═══ Exercise inputs ═══

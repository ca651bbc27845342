use super::delivery;
use super::state::AppState;
use crate::audio::AudioFormat;
use crate::captions::{fetch_captions, CaptionError};
use crate::error::{ErrorKind, PipelineError};
use crate::scratch::ScratchKind;
use crate::video::ClipManifest;
use axum::{
    extract::{
        multipart::MultipartRejection, rejection::JsonRejection, Multipart, Path, Request, State,
    },
    http::StatusCode,
    response::{IntoResponse, Json, Response},
};
use serde::{Deserialize, Serialize};
use tower::ServiceExt;
use tower_http::services::ServeFile;
use tracing::{error, info, warn};

// ============================================================================
// Request/Response Types
// ============================================================================

#[derive(Debug, Serialize)]
pub struct UploadResponse {
    pub text: String,
}

#[derive(Debug, Deserialize)]
pub struct TranslateRequest {
    #[serde(default)]
    pub text: String,

    /// Language label such as "Arabic"; unknown labels mean English
    #[serde(default)]
    pub target: String,
}

#[derive(Debug, Serialize)]
pub struct TranslateResponse {
    pub message: String,
    /// Provider language code actually used
    pub target: String,
}

#[derive(Debug, Deserialize)]
pub struct CaptionsRequest {
    pub youtube_url: Option<String>,
}

#[derive(Debug, Serialize)]
pub struct CaptionsResponse {
    pub captions: String,
}

/// Either an explicit clip list or a sentence turned into one clip per word
#[derive(Debug, Deserialize)]
pub struct MergeRequest {
    pub video_names: Option<Vec<String>>,
    pub text: Option<String>,
}

#[derive(Debug, Serialize)]
pub struct ErrorResponse {
    pub error: String,
    pub kind: ErrorKind,
    #[serde(skip_serializing_if = "Option::is_none")]
    pub clip: Option<String>,
}

pub(crate) fn status_for(kind: ErrorKind) -> StatusCode {
    match kind {
        ErrorKind::Validation => StatusCode::BAD_REQUEST,
        ErrorKind::NotFound => StatusCode::NOT_FOUND,
        ErrorKind::NoSpeech | ErrorKind::Decode => StatusCode::UNPROCESSABLE_ENTITY,
        ErrorKind::Unavailable => StatusCode::SERVICE_UNAVAILABLE,
        ErrorKind::Unknown => StatusCode::INTERNAL_SERVER_ERROR,
    }
}

impl IntoResponse for PipelineError {
    fn into_response(self) -> Response {
        let kind = self.kind();
        if kind == ErrorKind::Unknown {
            error!("Request failed: {}", self);
        }

        (
            status_for(kind),
            Json(ErrorResponse {
                error: self.to_string(),
                kind,
                clip: self.clip().map(str::to_string),
            }),
        )
            .into_response()
    }
}

// ============================================================================
// Handlers
// ============================================================================

/// GET /health
/// Health check endpoint
pub async fn health_check() -> impl IntoResponse {
    (StatusCode::OK, "OK")
}

/// POST /upload
/// Transcribe one uploaded WAV file (multipart field `file`)
pub async fn upload(
    State(state): State<AppState>,
    multipart: Result<Multipart, MultipartRejection>,
) -> Result<Json<UploadResponse>, PipelineError> {
    let mut multipart = multipart.map_err(|e| PipelineError::Validation(e.body_text()))?;

    let mut upload = None;
    while let Some(field) = multipart
        .next_field()
        .await
        .map_err(|e| PipelineError::Validation(e.body_text()))?
    {
        if field.name() != Some("file") {
            continue;
        }
        let file_name = field.file_name().unwrap_or_default().to_string();
        let content_type = field.content_type().map(str::to_string);
        let bytes = field
            .bytes()
            .await
            .map_err(|e| PipelineError::Validation(e.body_text()))?;
        upload = Some((file_name, content_type, bytes));
        break;
    }

    let (file_name, content_type, bytes) =
        upload.ok_or_else(|| PipelineError::Validation("No file part".to_string()))?;
    if file_name.is_empty() {
        return Err(PipelineError::Validation("No selected file".to_string()));
    }

    let format = match AudioFormat::from_filename(&file_name) {
        AudioFormat::Wav => AudioFormat::Wav,
        other => content_type
            .as_deref()
            .map(AudioFormat::from_content_type)
            .filter(AudioFormat::is_supported)
            .unwrap_or(other),
    };
    if !format.is_supported() {
        return Err(PipelineError::Validation(
            "You must upload your audio file as a WAV file.".to_string(),
        ));
    }

    info!("Received upload {} ({} bytes)", file_name, bytes.len());

    let saved = state
        .scratch
        .allocate_guard(ScratchKind::Upload, "upload", "wav")?;
    tokio::fs::write(saved.path(), &bytes)
        .await
        .map_err(|e| PipelineError::Unknown(format!("Failed to save upload: {}", e)))?;

    let result = state.transcriber.transcribe_file(saved.path(), format).await;

    if let Err(e) = saved.release() {
        warn!("Upload cleanup failed: {}", e);
    }

    let transcript = result?;
    Ok(Json(UploadResponse {
        text: transcript.text,
    }))
}

/// GET /sessions/:session_id/status
/// Snapshot of a running live session
pub async fn session_status(
    State(state): State<AppState>,
    Path(session_id): Path<String>,
) -> Response {
    match state.sessions.stats(&session_id).await {
        Some(stats) => (StatusCode::OK, Json(stats)).into_response(),
        None => (
            StatusCode::NOT_FOUND,
            Json(ErrorResponse {
                error: format!("Session {} not found", session_id),
                kind: ErrorKind::NotFound,
                clip: None,
            }),
        )
            .into_response(),
    }
}

/// POST /transcribe
/// Translate text to the requested language
pub async fn translate(
    State(state): State<AppState>,
    request: Result<Json<TranslateRequest>, JsonRejection>,
) -> Result<Json<TranslateResponse>, PipelineError> {
    let Json(request) =
        request.map_err(|_| PipelineError::Validation("Request must be JSON".to_string()))?;

    let translation = state
        .translator
        .translate(&request.text, &request.target)
        .await?;

    Ok(Json(TranslateResponse {
        message: translation.text,
        target: translation.target.code().to_string(),
    }))
}

/// POST /generate-captions
/// Fetch and join the captions of a hosted video
pub async fn generate_captions(
    State(state): State<AppState>,
    request: Result<Json<CaptionsRequest>, JsonRejection>,
) -> Result<Json<CaptionsResponse>, PipelineError> {
    let url = request
        .ok()
        .and_then(|Json(request)| request.youtube_url)
        .ok_or(CaptionError::InvalidUrl)?;

    let captions = fetch_captions(state.captions.as_ref(), &url).await?;
    Ok(Json(CaptionsResponse { captions }))
}

/// GET /video/:filename
/// Serve one clip from the clip library
pub async fn get_clip(
    State(state): State<AppState>,
    Path(filename): Path<String>,
    request: Request,
) -> Result<Response, PipelineError> {
    let clip = state.engine.library().resolve(&filename)?;

    match ServeFile::new(&clip.path).oneshot(request).await {
        Ok(response) => Ok(response.into_response()),
        Err(never) => match never {},
    }
}

/// POST /api/merge-videos
/// Concatenate clips and stream the result as `merged_asl.mp4`
pub async fn merge_videos(
    State(state): State<AppState>,
    request: Result<Json<MergeRequest>, JsonRejection>,
) -> Result<Response, PipelineError> {
    let Json(request) =
        request.map_err(|_| PipelineError::Validation("Request must be JSON".to_string()))?;

    let manifest = match (request.video_names, request.text) {
        (Some(names), _) => ClipManifest::new(names)?,
        (None, Some(text)) => ClipManifest::from_sentence(&text)?,
        (None, None) => {
            return Err(PipelineError::Validation(
                "No video names provided".to_string(),
            ))
        }
    };

    info!("Merging {} clips", manifest.len());
    let merged = state.engine.concatenate(&manifest).await?;
    info!(
        "Merged {} clips into {} frames at {}",
        merged.clip_count, merged.frame_count, merged.geometry
    );

    delivery::attachment(merged, delivery::MERGED_FILE_NAME).await
}
use std::path::Path;
use std::sync::atomic::{AtomicBool, Ordering};
use std::sync::Arc;
use tokio::sync::Semaphore;
use tracing::{debug, error, info, warn};

use super::codec::{FrameDecoder, FrameEncoder, Geometry, VideoCodec};
use super::manifest::{ClipLibrary, ClipManifest, ResolvedClip};
use crate::error::PipelineError;
use crate::scratch::{ScratchGuard, ScratchKind, ScratchSpace};

/// Cooperative cancellation for a running job, checked between clips
#[derive(Debug, Clone, Default)]
pub struct AbortFlag(Arc<AtomicBool>);

impl AbortFlag {
    pub fn new() -> Self {
        Self::default()
    }

    pub fn abort(&self) {
        self.0.store(true, Ordering::SeqCst);
    }

    pub fn is_aborted(&self) -> bool {
        self.0.load(Ordering::SeqCst)
    }
}

/// Completed concatenation output.
///
/// The file stays on disk for as long as this value (or the guard taken from
/// it) is alive.
#[derive(Debug)]
pub struct MergedVideo {
    pub output: ScratchGuard,
    pub geometry: Geometry,
    pub frame_count: u64,
    pub clip_count: usize,
}

impl MergedVideo {
    pub fn path(&self) -> &Path {
        self.output.path()
    }

    pub fn into_guard(self) -> ScratchGuard {
        self.output
    }
}

#[derive(Debug, Clone, Copy, PartialEq, Eq)]
enum JobState {
    Validated,
    Decoding { clip: usize },
    Completed,
    Failed,
}

/// Working set of one concatenation: resolved clips, canonical geometry and
/// the output scratch entry
struct ConcatenationJob {
    id: String,
    clips: Vec<ResolvedClip>,
    geometry: Geometry,
    output: ScratchGuard,
    state: JobState,
}

impl ConcatenationJob {
    fn transition(&mut self, state: JobState) {
        debug!("Job {}: {:?} -> {:?}", self.id, self.state, state);
        self.state = state;
    }
}

/// Stitches clips from a [`ClipLibrary`] into one video
pub struct ConcatenationEngine {
    library: ClipLibrary,
    scratch: Arc<ScratchSpace>,
    codec: Arc<dyn VideoCodec>,
    permits: Arc<Semaphore>,
}

impl ConcatenationEngine {
    pub fn new(
        library: ClipLibrary,
        scratch: Arc<ScratchSpace>,
        codec: Arc<dyn VideoCodec>,
        max_concurrent_jobs: usize,
    ) -> Self {
        Self {
            library,
            scratch,
            codec,
            permits: Arc::new(Semaphore::new(max_concurrent_jobs.max(1))),
        }
    }

    pub fn library(&self) -> &ClipLibrary {
        &self.library
    }

    pub async fn concatenate(&self, manifest: &ClipManifest) -> Result<MergedVideo, PipelineError> {
        self.concatenate_with(manifest, &AbortFlag::new()).await
    }

    /// Concatenate in manifest order.
    ///
    /// All clips are resolved and probed before anything is opened: a
    /// missing clip or a geometry mismatch fails the job without creating an
    /// output file. Clips must share the first clip's geometry; mismatches
    /// are rejected, never resampled.
    pub async fn concatenate_with(
        &self,
        manifest: &ClipManifest,
        abort: &AbortFlag,
    ) -> Result<MergedVideo, PipelineError> {
        let clips = self.library.resolve_all(manifest)?;

        let _permit = self
            .permits
            .acquire()
            .await
            .map_err(|_| PipelineError::Unavailable("concatenation engine shut down".into()))?;

        let geometry = self.canonical_geometry(&clips).await?;

        let job_id = format!("merge-{}", uuid::Uuid::new_v4());
        let output = self
            .scratch
            .allocate_guard(ScratchKind::MergedVideo, &job_id, "mp4")?;

        let mut job = ConcatenationJob {
            id: job_id,
            clips,
            geometry,
            output,
            state: JobState::Validated,
        };

        info!(
            "Job {}: merging {} clips at {}",
            job.id,
            job.clips.len(),
            job.geometry
        );

        match self.run(&mut job, abort).await {
            Ok(frame_count) => {
                job.transition(JobState::Completed);
                info!("Job {}: wrote {} frames", job.id, frame_count);
                Ok(MergedVideo {
                    clip_count: job.clips.len(),
                    output: job.output,
                    geometry: job.geometry,
                    frame_count,
                })
            }
            Err(e) => {
                job.transition(JobState::Failed);
                error!("Job {} failed: {}", job.id, e);
                // Dropping the job releases the partial output
                Err(e)
            }
        }
    }

    async fn canonical_geometry(&self, clips: &[ResolvedClip]) -> Result<Geometry, PipelineError> {
        let mut canonical: Option<Geometry> = None;

        for clip in clips {
            let info = self.codec.probe(&clip.path).await?;
            match canonical {
                None => canonical = Some(info.geometry),
                Some(expected) if expected != info.geometry => {
                    return Err(PipelineError::Validation(format!(
                        "Video {} is {} but the first clip is {}; clips must share one geometry",
                        clip.id, info.geometry, expected
                    )));
                }
                Some(_) => {}
            }
        }

        canonical.ok_or_else(|| PipelineError::Validation("No video names provided".into()))
    }

    async fn run(
        &self,
        job: &mut ConcatenationJob,
        abort: &AbortFlag,
    ) -> Result<u64, PipelineError> {
        let mut encoder = self
            .codec
            .open_encoder(job.output.path(), job.geometry)
            .await?;

        for index in 0..job.clips.len() {
            if abort.is_aborted() {
                encoder.abort().await;
                return Err(PipelineError::Unknown(format!(
                    "Job {} aborted before clip {}",
                    job.id, index
                )));
            }

            job.transition(JobState::Decoding { clip: index });

            let copied = self
                .copy_clip(&job.clips[index], job.geometry, encoder.as_mut())
                .await;
            if let Err(e) = copied {
                encoder.abort().await;
                return Err(e);
            }
        }

        Ok(encoder.finish().await?)
    }

    /// Decode one clip into the encoder; the decoder is closed exactly once
    /// whatever happens
    async fn copy_clip(
        &self,
        clip: &ResolvedClip,
        geometry: Geometry,
        encoder: &mut dyn FrameEncoder,
    ) -> Result<(), PipelineError> {
        let mut decoder = self.codec.open_decoder(&clip.path, geometry).await?;

        let copied = pump(decoder.as_mut(), encoder).await;
        let closed = decoder.close().await;

        let frames = copied?;
        if let Err(e) = closed {
            warn!("Closing decoder for {} failed: {}", clip.id, e);
            return Err(e.into());
        }

        debug!("Copied {} frames from {}", frames, clip.id);
        Ok(())
    }
}

async fn pump(
    decoder: &mut dyn FrameDecoder,
    encoder: &mut dyn FrameEncoder,
) -> Result<u64, PipelineError> {
    let mut frames = 0;
    while let Some(frame) = decoder.next_frame().await? {
        encoder.write_frame(&frame).await?;
        frames += 1;
    }
    Ok(frames)
}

═══

**Your assignment**
Find the lines in the data that include "saved", then copy each of them.

**Solved exercise**
    let saved = state
    tokio::fs::write(saved.path(), &bytes)
    let result = state.transcriber.transcribe_file(saved.path(), format).await;
    if let Err(e) = saved.release() {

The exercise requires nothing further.